- _Task brief_
Copies of all lines containing the string "NotFound" are needed from the data below.

BEGIN

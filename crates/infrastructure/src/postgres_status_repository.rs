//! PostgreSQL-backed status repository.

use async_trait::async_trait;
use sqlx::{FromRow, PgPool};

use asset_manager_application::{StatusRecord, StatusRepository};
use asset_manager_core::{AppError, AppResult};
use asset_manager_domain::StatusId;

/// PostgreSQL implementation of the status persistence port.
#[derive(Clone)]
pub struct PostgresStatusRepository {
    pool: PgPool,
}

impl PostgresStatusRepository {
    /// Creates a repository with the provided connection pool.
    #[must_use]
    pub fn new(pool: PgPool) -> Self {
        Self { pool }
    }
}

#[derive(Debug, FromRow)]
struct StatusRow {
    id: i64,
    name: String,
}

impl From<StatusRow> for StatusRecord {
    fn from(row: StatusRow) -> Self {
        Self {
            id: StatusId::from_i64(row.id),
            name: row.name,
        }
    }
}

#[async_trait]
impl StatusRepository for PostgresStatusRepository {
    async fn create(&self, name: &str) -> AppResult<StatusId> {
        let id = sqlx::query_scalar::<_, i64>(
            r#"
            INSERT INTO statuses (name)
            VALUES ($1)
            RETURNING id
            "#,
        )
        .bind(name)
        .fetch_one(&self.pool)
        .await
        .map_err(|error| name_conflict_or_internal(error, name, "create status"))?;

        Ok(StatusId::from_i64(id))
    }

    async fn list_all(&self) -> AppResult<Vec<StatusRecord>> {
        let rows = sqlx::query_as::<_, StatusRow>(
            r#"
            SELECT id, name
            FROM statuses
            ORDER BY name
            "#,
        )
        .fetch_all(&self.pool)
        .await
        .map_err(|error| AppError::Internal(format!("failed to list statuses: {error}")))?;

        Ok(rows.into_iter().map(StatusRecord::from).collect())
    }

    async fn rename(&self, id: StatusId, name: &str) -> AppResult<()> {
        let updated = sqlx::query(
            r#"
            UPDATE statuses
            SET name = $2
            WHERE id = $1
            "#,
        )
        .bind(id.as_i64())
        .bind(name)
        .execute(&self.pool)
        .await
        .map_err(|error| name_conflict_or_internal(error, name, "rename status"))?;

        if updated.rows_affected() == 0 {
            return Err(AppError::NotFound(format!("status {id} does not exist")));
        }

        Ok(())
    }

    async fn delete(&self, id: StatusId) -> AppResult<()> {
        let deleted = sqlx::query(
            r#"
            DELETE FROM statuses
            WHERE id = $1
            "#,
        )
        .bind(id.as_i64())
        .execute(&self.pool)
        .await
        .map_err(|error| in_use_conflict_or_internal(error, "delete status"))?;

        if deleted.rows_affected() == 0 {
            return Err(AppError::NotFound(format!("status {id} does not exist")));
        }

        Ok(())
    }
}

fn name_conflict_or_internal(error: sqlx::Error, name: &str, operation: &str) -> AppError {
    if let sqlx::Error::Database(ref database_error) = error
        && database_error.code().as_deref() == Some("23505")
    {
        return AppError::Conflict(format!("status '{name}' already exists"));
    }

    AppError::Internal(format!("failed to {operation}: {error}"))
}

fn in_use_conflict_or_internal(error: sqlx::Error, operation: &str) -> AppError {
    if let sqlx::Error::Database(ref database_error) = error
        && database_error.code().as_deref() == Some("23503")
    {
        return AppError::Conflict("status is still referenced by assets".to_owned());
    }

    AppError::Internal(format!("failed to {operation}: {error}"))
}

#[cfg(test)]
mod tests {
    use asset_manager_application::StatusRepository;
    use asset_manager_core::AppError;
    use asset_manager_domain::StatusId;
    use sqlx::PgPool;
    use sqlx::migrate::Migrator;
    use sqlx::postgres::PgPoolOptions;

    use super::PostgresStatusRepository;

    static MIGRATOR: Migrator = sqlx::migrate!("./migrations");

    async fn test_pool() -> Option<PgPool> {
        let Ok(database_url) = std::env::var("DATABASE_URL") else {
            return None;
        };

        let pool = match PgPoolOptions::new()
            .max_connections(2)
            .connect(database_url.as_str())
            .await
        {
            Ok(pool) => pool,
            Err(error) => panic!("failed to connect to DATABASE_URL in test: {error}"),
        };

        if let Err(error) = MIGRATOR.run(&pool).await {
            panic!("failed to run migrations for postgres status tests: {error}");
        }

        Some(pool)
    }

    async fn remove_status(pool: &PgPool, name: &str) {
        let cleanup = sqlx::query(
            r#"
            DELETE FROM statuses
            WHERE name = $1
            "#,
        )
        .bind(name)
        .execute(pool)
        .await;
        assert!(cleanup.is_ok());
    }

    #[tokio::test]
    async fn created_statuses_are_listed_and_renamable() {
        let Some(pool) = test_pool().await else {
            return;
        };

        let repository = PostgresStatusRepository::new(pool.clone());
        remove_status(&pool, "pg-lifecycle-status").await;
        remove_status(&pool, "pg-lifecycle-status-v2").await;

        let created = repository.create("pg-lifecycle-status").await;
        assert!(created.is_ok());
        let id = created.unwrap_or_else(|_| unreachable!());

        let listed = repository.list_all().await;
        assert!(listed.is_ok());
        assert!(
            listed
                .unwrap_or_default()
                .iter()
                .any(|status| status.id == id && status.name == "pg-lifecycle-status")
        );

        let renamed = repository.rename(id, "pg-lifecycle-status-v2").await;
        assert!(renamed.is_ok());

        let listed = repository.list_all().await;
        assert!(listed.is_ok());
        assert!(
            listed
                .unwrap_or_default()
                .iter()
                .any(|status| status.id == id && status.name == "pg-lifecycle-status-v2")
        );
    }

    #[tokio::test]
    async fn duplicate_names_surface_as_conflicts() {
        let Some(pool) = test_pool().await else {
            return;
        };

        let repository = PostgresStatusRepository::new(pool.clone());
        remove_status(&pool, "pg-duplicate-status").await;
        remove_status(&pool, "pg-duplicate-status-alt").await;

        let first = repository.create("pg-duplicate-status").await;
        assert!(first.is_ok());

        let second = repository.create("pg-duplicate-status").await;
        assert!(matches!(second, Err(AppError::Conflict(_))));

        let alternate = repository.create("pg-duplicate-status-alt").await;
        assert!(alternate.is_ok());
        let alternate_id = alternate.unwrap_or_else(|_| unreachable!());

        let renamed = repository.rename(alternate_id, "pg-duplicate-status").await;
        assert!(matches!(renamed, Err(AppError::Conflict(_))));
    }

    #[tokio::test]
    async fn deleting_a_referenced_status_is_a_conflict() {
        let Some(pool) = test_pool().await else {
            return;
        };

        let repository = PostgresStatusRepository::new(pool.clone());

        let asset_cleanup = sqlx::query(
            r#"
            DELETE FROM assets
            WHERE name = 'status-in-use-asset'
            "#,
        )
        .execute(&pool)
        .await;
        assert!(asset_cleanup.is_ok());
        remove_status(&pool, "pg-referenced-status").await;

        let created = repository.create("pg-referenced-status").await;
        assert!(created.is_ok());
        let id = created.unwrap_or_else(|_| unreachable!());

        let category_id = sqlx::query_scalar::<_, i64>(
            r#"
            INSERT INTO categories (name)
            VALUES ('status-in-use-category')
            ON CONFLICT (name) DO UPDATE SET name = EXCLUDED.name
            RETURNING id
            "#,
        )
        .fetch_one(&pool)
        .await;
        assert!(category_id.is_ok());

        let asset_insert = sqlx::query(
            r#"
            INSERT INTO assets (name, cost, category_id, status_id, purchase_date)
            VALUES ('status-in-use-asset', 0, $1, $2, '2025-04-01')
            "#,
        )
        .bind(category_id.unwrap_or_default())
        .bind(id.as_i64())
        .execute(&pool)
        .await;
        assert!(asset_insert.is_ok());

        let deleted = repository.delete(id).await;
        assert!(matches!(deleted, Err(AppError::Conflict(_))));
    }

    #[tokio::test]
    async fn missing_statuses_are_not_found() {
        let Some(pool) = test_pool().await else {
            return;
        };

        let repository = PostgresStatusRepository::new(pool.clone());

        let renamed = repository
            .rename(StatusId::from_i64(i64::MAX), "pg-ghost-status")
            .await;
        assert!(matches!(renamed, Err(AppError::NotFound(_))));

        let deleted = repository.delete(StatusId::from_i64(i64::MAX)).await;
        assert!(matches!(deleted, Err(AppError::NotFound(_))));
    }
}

END

- _Task result_
            return Err(AppError::NotFound(format!("status {id} does not exist")));
            return Err(AppError::NotFound(format!("status {id} does not exist")));
        assert!(matches!(renamed, Err(AppError::NotFound(_))));
        assert!(matches!(deleted, Err(AppError::NotFound(_))));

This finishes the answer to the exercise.